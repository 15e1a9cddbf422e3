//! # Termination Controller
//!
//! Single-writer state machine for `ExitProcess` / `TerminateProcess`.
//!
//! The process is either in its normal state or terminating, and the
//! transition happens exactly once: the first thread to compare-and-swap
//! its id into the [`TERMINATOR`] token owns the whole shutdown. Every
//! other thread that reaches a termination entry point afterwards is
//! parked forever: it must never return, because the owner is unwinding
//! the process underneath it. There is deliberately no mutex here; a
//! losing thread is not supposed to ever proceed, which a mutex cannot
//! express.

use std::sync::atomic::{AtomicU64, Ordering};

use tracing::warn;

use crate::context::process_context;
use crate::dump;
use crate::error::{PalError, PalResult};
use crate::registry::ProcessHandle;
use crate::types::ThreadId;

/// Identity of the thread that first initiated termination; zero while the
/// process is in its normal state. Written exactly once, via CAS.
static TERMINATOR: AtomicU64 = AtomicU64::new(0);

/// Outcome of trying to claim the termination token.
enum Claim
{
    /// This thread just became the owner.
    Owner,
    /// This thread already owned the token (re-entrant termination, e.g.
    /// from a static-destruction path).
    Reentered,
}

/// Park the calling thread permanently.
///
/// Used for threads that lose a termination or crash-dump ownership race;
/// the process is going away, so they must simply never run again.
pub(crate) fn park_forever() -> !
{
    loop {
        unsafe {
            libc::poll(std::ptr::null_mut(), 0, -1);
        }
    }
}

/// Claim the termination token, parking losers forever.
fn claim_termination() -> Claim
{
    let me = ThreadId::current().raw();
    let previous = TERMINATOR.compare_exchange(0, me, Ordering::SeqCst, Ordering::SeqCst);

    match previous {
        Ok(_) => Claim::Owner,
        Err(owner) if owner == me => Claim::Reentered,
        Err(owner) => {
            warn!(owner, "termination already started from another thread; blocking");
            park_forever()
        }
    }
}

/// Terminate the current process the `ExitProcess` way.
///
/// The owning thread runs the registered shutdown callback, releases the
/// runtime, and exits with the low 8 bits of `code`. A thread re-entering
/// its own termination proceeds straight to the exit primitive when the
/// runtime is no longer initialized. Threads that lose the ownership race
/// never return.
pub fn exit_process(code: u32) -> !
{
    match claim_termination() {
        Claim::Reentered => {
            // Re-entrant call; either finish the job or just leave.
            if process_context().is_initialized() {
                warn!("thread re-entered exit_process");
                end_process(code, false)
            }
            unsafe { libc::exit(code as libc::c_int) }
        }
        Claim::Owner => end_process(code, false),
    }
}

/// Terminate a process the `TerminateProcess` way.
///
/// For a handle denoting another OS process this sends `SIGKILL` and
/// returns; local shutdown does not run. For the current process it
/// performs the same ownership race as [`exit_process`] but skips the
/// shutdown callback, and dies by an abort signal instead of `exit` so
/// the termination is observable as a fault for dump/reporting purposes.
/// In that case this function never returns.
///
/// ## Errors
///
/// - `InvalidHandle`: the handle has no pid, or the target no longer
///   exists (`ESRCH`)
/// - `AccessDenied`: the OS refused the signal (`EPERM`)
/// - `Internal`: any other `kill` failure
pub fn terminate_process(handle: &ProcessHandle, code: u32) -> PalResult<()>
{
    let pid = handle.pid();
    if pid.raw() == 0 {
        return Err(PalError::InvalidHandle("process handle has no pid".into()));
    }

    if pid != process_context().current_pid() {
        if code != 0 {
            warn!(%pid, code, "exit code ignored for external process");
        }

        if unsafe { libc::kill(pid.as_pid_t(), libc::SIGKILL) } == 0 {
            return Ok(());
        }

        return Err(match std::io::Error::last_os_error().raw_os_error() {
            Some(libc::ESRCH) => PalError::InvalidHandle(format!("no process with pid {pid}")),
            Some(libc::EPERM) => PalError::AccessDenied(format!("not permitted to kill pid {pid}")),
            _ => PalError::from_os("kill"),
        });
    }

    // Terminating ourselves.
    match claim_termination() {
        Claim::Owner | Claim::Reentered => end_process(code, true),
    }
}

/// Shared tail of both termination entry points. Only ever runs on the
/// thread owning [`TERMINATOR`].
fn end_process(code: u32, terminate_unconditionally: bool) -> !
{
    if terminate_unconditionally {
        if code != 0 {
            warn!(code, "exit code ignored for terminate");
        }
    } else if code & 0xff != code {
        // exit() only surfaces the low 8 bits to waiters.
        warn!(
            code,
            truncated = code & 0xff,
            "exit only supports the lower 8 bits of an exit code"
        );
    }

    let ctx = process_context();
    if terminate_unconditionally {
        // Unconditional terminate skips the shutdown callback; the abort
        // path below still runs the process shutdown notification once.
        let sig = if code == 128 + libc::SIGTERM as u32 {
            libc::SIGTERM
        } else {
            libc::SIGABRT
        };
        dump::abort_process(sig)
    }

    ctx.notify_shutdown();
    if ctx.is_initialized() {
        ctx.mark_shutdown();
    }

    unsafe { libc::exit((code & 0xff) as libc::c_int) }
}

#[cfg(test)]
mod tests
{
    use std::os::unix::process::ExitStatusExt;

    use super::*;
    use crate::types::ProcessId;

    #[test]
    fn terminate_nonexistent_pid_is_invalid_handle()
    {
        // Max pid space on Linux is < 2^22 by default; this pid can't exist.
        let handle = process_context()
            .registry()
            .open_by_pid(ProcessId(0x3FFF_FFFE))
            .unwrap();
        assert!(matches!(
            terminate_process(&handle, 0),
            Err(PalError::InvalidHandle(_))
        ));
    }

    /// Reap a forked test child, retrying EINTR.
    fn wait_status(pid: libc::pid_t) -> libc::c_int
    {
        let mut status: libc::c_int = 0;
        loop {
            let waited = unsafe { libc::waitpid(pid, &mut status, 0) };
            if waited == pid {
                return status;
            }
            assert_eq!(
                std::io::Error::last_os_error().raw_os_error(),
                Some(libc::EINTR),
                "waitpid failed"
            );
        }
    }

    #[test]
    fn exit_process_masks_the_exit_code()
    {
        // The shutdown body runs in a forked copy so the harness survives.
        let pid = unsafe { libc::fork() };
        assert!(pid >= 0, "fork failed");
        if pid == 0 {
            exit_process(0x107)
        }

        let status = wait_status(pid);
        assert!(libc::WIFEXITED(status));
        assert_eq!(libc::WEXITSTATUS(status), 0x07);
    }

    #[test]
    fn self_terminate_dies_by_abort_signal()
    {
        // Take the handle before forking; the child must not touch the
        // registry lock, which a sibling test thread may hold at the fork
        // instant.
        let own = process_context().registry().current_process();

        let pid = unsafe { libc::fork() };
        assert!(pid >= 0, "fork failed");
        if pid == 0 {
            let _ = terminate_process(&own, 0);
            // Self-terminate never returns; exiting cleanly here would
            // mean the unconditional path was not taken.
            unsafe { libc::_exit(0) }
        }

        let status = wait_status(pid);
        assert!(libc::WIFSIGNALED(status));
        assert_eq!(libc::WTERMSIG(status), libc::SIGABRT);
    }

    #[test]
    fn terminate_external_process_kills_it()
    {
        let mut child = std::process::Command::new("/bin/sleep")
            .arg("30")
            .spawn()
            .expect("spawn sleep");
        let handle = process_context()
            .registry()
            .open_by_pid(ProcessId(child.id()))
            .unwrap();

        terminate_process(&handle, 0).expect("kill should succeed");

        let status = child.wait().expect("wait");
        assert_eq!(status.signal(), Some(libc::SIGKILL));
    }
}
=-=-=-=-=
Lines containing the word "expect" must all be returned from the material above.

            .expect("spawn sleep");
        terminate_process(&handle, 0).expect("kill should succeed");
        let status = child.wait().expect("wait");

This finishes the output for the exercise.